Reflective programming is a programming paradigm, used as an extension to the object-oriented programming paradigm, to add self-optimization to application programs, and to improve their flexibility. In this paradigm, computation is equated not with a program but with execution of a program. Other imperative approaches, such as procedural or object-oriented paradigm, specify that there is a pre-determined sequence of operations (function or method calls), that modify any data or object they are given. In contrast, the reflective paradigm states that the sequence of operations won't be decided at compile time, rather the flow of sequence will be decided dynamically, based on the data that need to be operated upon, and what operation needs to be performed.
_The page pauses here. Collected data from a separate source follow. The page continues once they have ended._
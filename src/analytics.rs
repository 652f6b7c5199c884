//! Single-pass analyzers over raw or processed text.
//!
//! Every analyzer here is independent of the others: none shares mutable
//! state, and each can be run on its own.

pub mod keywords;
pub mod sentiment;
pub mod stats;
pub mod summarize;
pub mod topic;

pub use keywords::{KeywordFrequency, KeywordRanker};
pub use sentiment::{SentimentAnalyzer, SentimentLabel, SentimentResult};
pub use stats::{TextStats, text_stats};
pub use summarize::{LexRankSummarizer, summary_text};
pub use topic::{Topic, TopicExtractor, TopicModelType};
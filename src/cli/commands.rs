//! Command implementations for the narrative CLI.

use std::io::{self, Read};

use log::{debug, warn};

use crate::analysis::pipeline::TextPipeline;
use crate::cli::args::*;
use crate::cli::output::*;
use crate::error::Result;
use crate::extract::extract_file;
use crate::report::DocumentAnalyzer;

/// Execute a CLI command.
pub fn execute_command(args: NarrativeArgs) -> Result<()> {
    match &args.command {
        Command::Analyze(analyze_args) => analyze(analyze_args, &args),
        Command::Process(process_args) => process(process_args, &args),
    }
}

/// Run the full analysis.
fn analyze(args: &AnalyzeArgs, cli_args: &NarrativeArgs) -> Result<()> {
    let config = args.resolve_config()?;
    let text = read_input(&args.input)?;

    let analyzer = DocumentAnalyzer::new(config)?;
    let report = analyzer.analyze(&text)?;

    output_result("Analysis report", &report, cli_args)
}

/// Run only the text pipeline.
fn process(args: &ProcessArgs, cli_args: &NarrativeArgs) -> Result<()> {
    let config = args.resolve_config()?;
    let text = read_input(&args.input)?;

    let resources = config.resources.load()?;
    let pipeline = TextPipeline::with_resources(config.pipeline, &resources);
    let result = ProcessResult {
        stages: pipeline.stage_names().into_iter().map(String::from).collect(),
        processed_text: pipeline.process(&text),
    };

    output_result("Processed text", &result, cli_args)
}

/// Read the document text from `--text`, a file, or standard input.
///
/// File extraction problems are logged and produce empty text.
pub fn read_input(input: &InputArgs) -> Result<String> {
    if let Some(text) = &input.text {
        return Ok(text.clone());
    }
    if let Some(path) = &input.file {
        let text = extract_file(path);
        if text.is_empty() {
            warn!("no text extracted from {}", path.display());
        }
        return Ok(text);
    }

    debug!("reading document from standard input");
    let mut text = String::new();
    io::stdin().read_to_string(&mut text)?;
    Ok(text)
}

#[cfg(test)]
mod tests {
    use super::*;
    use std::fs::File;
    use std::io::Write;

    #[test]
    fn test_read_input_prefers_text() {
        let input = InputArgs {
            file: None,
            text: Some("inline".to_string()),
        };
        assert_eq!(read_input(&input).unwrap(), "inline");
    }

    #[test]
    fn test_read_input_from_file() {
        let dir = tempfile::TempDir::new().unwrap();
        let path = dir.path().join("doc.txt");
        write!(File::create(&path).unwrap(), "from a file").unwrap();

        let input = InputArgs {
            file: Some(path),
            text: None,
        };
        assert_eq!(read_input(&input).unwrap(), "from a file");
    }

    #[test]
    fn test_read_input_unsupported_file_is_empty() {
        let input = InputArgs {
            file: Some("slides.pptx".into()),
            text: None,
        };
        assert_eq!(read_input(&input).unwrap(), "");
    }

    #[test]
    fn test_analyze_empty_file_fails() {
        let file = tempfile::Builder::new().suffix(".txt").tempfile().unwrap();
        let args = NarrativeArgs {
            verbose: 0,
            quiet: true,
            output_format: OutputFormat::Json,
            pretty: false,
            command: Command::Analyze(AnalyzeArgs {
                input: InputArgs {
                    file: Some(file.path().to_path_buf()),
                    text: None,
                },
                pipeline: PipelineArgs::default(),
                topics: None,
                model: None,
                top_n: None,
                sentences: None,
                config: None,
            }),
        };
        assert!(execute_command(args).is_err());
    }
}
The program will only code the sequence of how to identify the data and how to decide which operation to perform.

Any computation can be classified as either of two:

Atomic - The operation completes in a single logical step, such as addition of two numbers.
Compound - Defined as a sequence of multiple atomic operations.
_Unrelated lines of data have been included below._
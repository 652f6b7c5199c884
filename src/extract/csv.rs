//! CSV text extraction.
//!
//! The first row is a header and is skipped. Every non-empty cell of the
//! remaining rows is appended followed by a single space:
//! ```csv
//! name,comment
//! Ann,great service
//! ```
//! becomes `"Ann great service "`.

use std::io::Read;

use csv::ReaderBuilder;

use crate::error::Result;

use super::Extractor;

/// Flattens CSV records into space-separated text.
#[derive(Clone, Debug)]
pub struct CsvExtractor {
    /// CSV delimiter character (default: ',')
    delimiter: u8,
}

impl Default for CsvExtractor {
    fn default() -> Self {
        Self::new()
    }
}

impl CsvExtractor {
    /// Create a new CSV extractor with comma delimiter.
    pub fn new() -> Self {
        CsvExtractor { delimiter: b',' }
    }

    /// Set a custom single-byte delimiter.
    pub fn with_delimiter(mut self, delimiter: u8) -> Self {
        self.delimiter = delimiter;
        self
    }
}

impl Extractor for CsvExtractor {
    fn extract(&self, reader: &mut dyn Read) -> Result<String> {
        let mut reader = ReaderBuilder::new()
            .delimiter(self.delimiter)
            .has_headers(true)
            .flexible(true)
            .from_reader(reader);

        let mut text = String::new();
        for record in reader.records() {
            let record = record?;
            for cell in record.iter().filter(|cell| !cell.is_empty()) {
                text.push_str(cell);
                text.push(' ');
            }
        }
        Ok(text)
    }

    fn name(&self) -> &'static str {
        "csv"
    }
}

#[cfg(test)]
mod tests {
    use super::*;

    fn extract(extractor: &CsvExtractor, input: &str) -> String {
        let mut bytes = input.as_bytes();
        extractor.extract(&mut bytes).unwrap()
    }

    #[test]
    fn test_header_is_skipped() {
        let text = extract(&CsvExtractor::new(), "title,body\nFirst,Hello there\nSecond,Bye\n");
        assert_eq!(text, "First Hello there Second Bye ");
    }

    #[test]
    fn test_empty_cells_and_ragged_rows() {
        let text = extract(&CsvExtractor::new(), "a,b,c\n1,,3\n4\n");
        assert_eq!(text, "1 3 4 ");
    }

    #[test]
    fn test_quoted_cells_and_custom_delimiter() {
        let text = extract(&CsvExtractor::new(), "q\n\"one, two\"\n");
        assert_eq!(text, "one, two ");

        let text = extract(&CsvExtractor::new().with_delimiter(b';'), "x;y\nleft;right\n");
        assert_eq!(text, "left right ");
    }

    #[test]
    fn test_tab_delimiter_keeps_commas() {
        let extractor = CsvExtractor::new().with_delimiter(b'\t');
        let text = extract(&extractor, "who\tnote\nAnn\tfast, friendly\n");
        assert_eq!(text, "Ann fast, friendly ");
    }

    #[test]
    fn test_header_only() {
        assert_eq!(extract(&CsvExtractor::new(), "a,b\n"), "");
        assert_eq!(extract(&CsvExtractor::new(), ""), "");
    }
}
A compound statement, in classic procedural or object-oriented programming, loses its structure once it is compiled. The reflective paradigm introduces the concept of meta-information, which keeps knowledge of this structure. Meta-information stores information such as the name of the contained methods, name of the class, name of parent classes, or even what the compound statement is supposed to do. This is achieved by keeping information of the change of states that the statement causes the data to go through. So, when a datum (object) is encountered, it can be reflected to find out the operations that it supports, and the one that causes the required state transition can be chosen at run-time, without the need to specify it in code.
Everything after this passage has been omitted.